To understand the cost-effectiveness of atovaquone-proguanil (AP) versus artemether-lumefantrine (AL) for the treatment of uncomplicated malaria in the United States, a non-endemic country.

METHODS

A cost-utility analysis was conducted to compare treatment with atovaquone-proguanil versus artemether-lumefantrine, with possible risks of adverse events and no response to treatment. We designed a decision tree model simulation to evaluate the relative cost-effectiveness of our two treatment strategies. The sample population represented Americans who traveled to chloroquine-resistant endemic countries and returned to the United States with a diagnosis of uncomplicated malaria from P. falciparum species. Input parameters were obtained from reported outcomes previously published in comparative effectiveness studies, preference-mapping studies, and randomized control trials. The main outcomes of interest were incremental costs, incremental quality-adjusted life-years (QALYs), and incremental cost-effectiveness ratios (ICERs). A one-way sensitivity analysis was performed on all relevant parameters.

RESULTS

The base-case scenario showed that initiating therapy with atovaquone-proguanil versus artemether-lumefantrine resulted in an ICER of -$487.67 per QALY. As such, atovaquone-proguanil was less costly and more effective compared to artemether-lumefantrine; and thus, was the dominant strategy.
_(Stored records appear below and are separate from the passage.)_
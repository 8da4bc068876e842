//! Local webhook test listener.
//!
//! Accepts gateway callbacks on any path, optionally verifies the
//! X-Signature header, and dumps each delivery to stdout. Every delivery is
//! acknowledged with 200; a bad signature is reported, never rejected.

use anyhow::{Context, Result};
use axum::body::Bytes;
use axum::extract::State;
use axum::http::{HeaderMap, Method, StatusCode, Uri};
use axum::response::{IntoResponse, Response};
use axum::{Json, Router};
use hmac::{Hmac, Mac};
use serde_json::json;
use sha2::Sha256;
use std::sync::Arc;

type HmacSha256 = Hmac<Sha256>;

/// Listener settings, injected at construction.
#[derive(Debug, Clone)]
pub struct ReceiverConfig {
    pub host: String,
    pub port: u16,
    /// Shared secret for X-Signature verification; verification is skipped when None.
    pub signing_key: Option<String>,
}

/// Outcome of checking one delivery's signature.
#[derive(Debug, Clone, Copy, PartialEq, Eq)]
pub enum SignatureCheck {
    Valid,
    Invalid,
    /// No signing key configured, or the delivery carried no signature headers.
    Skipped,
}

#[derive(Clone)]
struct ReceiverState {
    signing_key: Option<Arc<str>>,
}

/// The signature the gateway computes for a delivery:
/// hex(HMAC-SHA256(key, body + timestamp)). Exposed so a forged delivery can
/// be crafted when testing a receiver.
pub fn sign_payload(key: &str, body: &str, timestamp: &str) -> String {
    let mut mac = HmacSha256::new_from_slice(key.as_bytes()).expect("hmac accepts any key length");
    mac.update(body.as_bytes());
    mac.update(timestamp.as_bytes());
    hex::encode(mac.finalize().into_bytes())
}

/// True iff `signature_hex` matches hex(HMAC-SHA256(key, body + timestamp)).
/// The comparison runs in constant time via `Mac::verify_slice`.
pub fn verify_signature(key: &str, body: &str, timestamp: &str, signature_hex: &str) -> bool {
    let Ok(mut mac) = HmacSha256::new_from_slice(key.as_bytes()) else {
        return false;
    };
    mac.update(body.as_bytes());
    mac.update(timestamp.as_bytes());
    let Ok(signature) = hex::decode(signature_hex.trim()) else {
        return false;
    };
    mac.verify_slice(&signature).is_ok()
}

/// Classify a delivery: Valid/Invalid when a key and both headers are present,
/// Skipped otherwise.
pub fn check_signature(
    signing_key: Option<&str>,
    body: &str,
    timestamp: Option<&str>,
    signature: Option<&str>,
) -> SignatureCheck {
    match (signing_key, timestamp, signature) {
        (Some(key), Some(ts), Some(sig)) => {
            if verify_signature(key, body, ts, sig) {
                SignatureCheck::Valid
            } else {
                SignatureCheck::Invalid
            }
        }
        _ => SignatureCheck::Skipped,
    }
}

/// Catch-all handler: the gateway may POST to whatever path was registered.
async fn handle_delivery(
    State(state): State<ReceiverState>,
    method: Method,
    uri: Uri,
    headers: HeaderMap,
    body: Bytes,
) -> Response {
    if method != Method::POST {
        return StatusCode::METHOD_NOT_ALLOWED.into_response();
    }
    let body_text = String::from_utf8_lossy(&body).into_owned();
    let timestamp = headers.get("x-timestamp").and_then(|v| v.to_str().ok());
    let signature = headers.get("x-signature").and_then(|v| v.to_str().ok());
    let check = check_signature(state.signing_key.as_deref(), &body_text, timestamp, signature);

    let delivery_id = uuid::Uuid::new_v4();
    let received_at = chrono::Local::now().format("%Y-%m-%d %H:%M:%S");
    println!("{}", "=".repeat(72));
    println!("Webhook POST {} at {} (delivery {})", uri.path(), received_at, delivery_id);
    println!("X-Timestamp: {}", timestamp.unwrap_or("-"));
    println!("X-Signature: {}", signature.unwrap_or("-"));
    match check {
        SignatureCheck::Valid => println!("Signature valid: true"),
        SignatureCheck::Invalid => {
            println!("Signature valid: false");
            log::warn!("delivery {}: signature mismatch", delivery_id);
        }
        SignatureCheck::Skipped => {}
    }
    match serde_json::from_str::<serde_json::Value>(&body_text) {
        Ok(value) => println!(
            "{}",
            serde_json::to_string_pretty(&value).unwrap_or(body_text)
        ),
        Err(_) => println!("{}", body_text),
    }

    (StatusCode::OK, Json(json!({ "ok": true }))).into_response()
}

/// Run the webhook listener on config.host:config.port until Ctrl+C. Every
/// POST, on any path, is dumped and acknowledged with 200.
pub async fn run_receiver(config: ReceiverConfig) -> Result<()> {
    let verification_enabled = config.signing_key.is_some();
    let state = ReceiverState {
        signing_key: config.signing_key.map(Arc::from),
    };
    let app = Router::new().fallback(handle_delivery).with_state(state);

    let bind_addr = format!("{}:{}", config.host, config.port);
    let listener = tokio::net::TcpListener::bind(&bind_addr)
        .await
        .with_context(|| format!("binding to {}", bind_addr))?;
    log::info!("webhook listener on http://{}", bind_addr);
    println!("Listening on http://{} ...", bind_addr);
    if verification_enabled {
        println!("Signature verification enabled");
    }

    axum::serve(listener, app)
        .with_graceful_shutdown(shutdown_signal())
        .await
        .context("webhook listener exited")?;
    log::info!("webhook listener stopped");
    Ok(())
}

/// Completes on SIGINT; the listener has no other shutdown path.
async fn shutdown_signal() {
    let _ = tokio::signal::ctrl_c().await;
}

#[cfg(test)]
mod tests {
    use super::*;

    const KEY: &str = "test-signing-key";
    const BODY: &str = r#"{"event":"sms:received"}"#;
    const TIMESTAMP: &str = "1722945600";
    // hex(HMAC-SHA256(KEY, BODY + TIMESTAMP)), computed independently.
    const SIGNATURE: &str = "637fb6f349d5d559662657eb964de55b041edc33416bc8453e1696854231b9bb";

    #[test]
    fn known_signature_verifies() {
        assert!(verify_signature(KEY, BODY, TIMESTAMP, SIGNATURE));
        assert_eq!(sign_payload(KEY, BODY, TIMESTAMP), SIGNATURE);
    }

    #[test]
    fn single_byte_mutations_invalidate() {
        let mut body = BODY.to_string();
        body.replace_range(2..3, "E");
        assert!(!verify_signature(KEY, &body, TIMESTAMP, SIGNATURE));

        assert!(!verify_signature(KEY, BODY, "1722945601", SIGNATURE));

        let mut sig = SIGNATURE.to_string();
        sig.replace_range(0..1, "7");
        assert!(!verify_signature(KEY, BODY, TIMESTAMP, &sig));

        assert!(!verify_signature("other-key", BODY, TIMESTAMP, SIGNATURE));
    }

    #[test]
    fn malformed_hex_signature_is_invalid() {
        assert!(!verify_signature(KEY, BODY, TIMESTAMP, "not-hex"));
        assert!(!verify_signature(KEY, BODY, TIMESTAMP, ""));
    }

    #[test]
    fn missing_key_or_headers_skip_verification() {
        assert_eq!(
            check_signature(None, BODY, Some(TIMESTAMP), Some(SIGNATURE)),
            SignatureCheck::Skipped
        );
        assert_eq!(
            check_signature(Some(KEY), BODY, None, Some(SIGNATURE)),
            SignatureCheck::Skipped
        );
        assert_eq!(
            check_signature(Some(KEY), BODY, Some(TIMESTAMP), None),
            SignatureCheck::Skipped
        );
        assert_eq!(
            check_signature(Some(KEY), BODY, Some(TIMESTAMP), Some(SIGNATURE)),
            SignatureCheck::Valid
        );
        assert_eq!(
            check_signature(Some(KEY), "{}", Some(TIMESTAMP), Some(SIGNATURE)),
            SignatureCheck::Invalid
        );
    }
}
Results from the sensitivity analysis suggested that the probability of experiencing no adverse events from atovaquone-proguanil was the main driver of the model.

CONCLUSIONS

The analysis revealed that starting treatment with atovaquone-proguanil in non-endemic countries, such as the United States, was a dominant strategy compared to initiating treatment with artemether-lumefantrine in uncomplicated malaria patients. Although it is not cost-effective to initiate treatment with artemether-lumefantrine, its use could be considered as a second-line option in patients who do not respond to or cannot tolerate the side effects of atovaquone-proguanil. Due to the rapidly changing drug resistance patterns of malaria, both physicians and travelers must remain informed to avoid the costs and risks of this potentially severe, but easily preventable, infectious disease.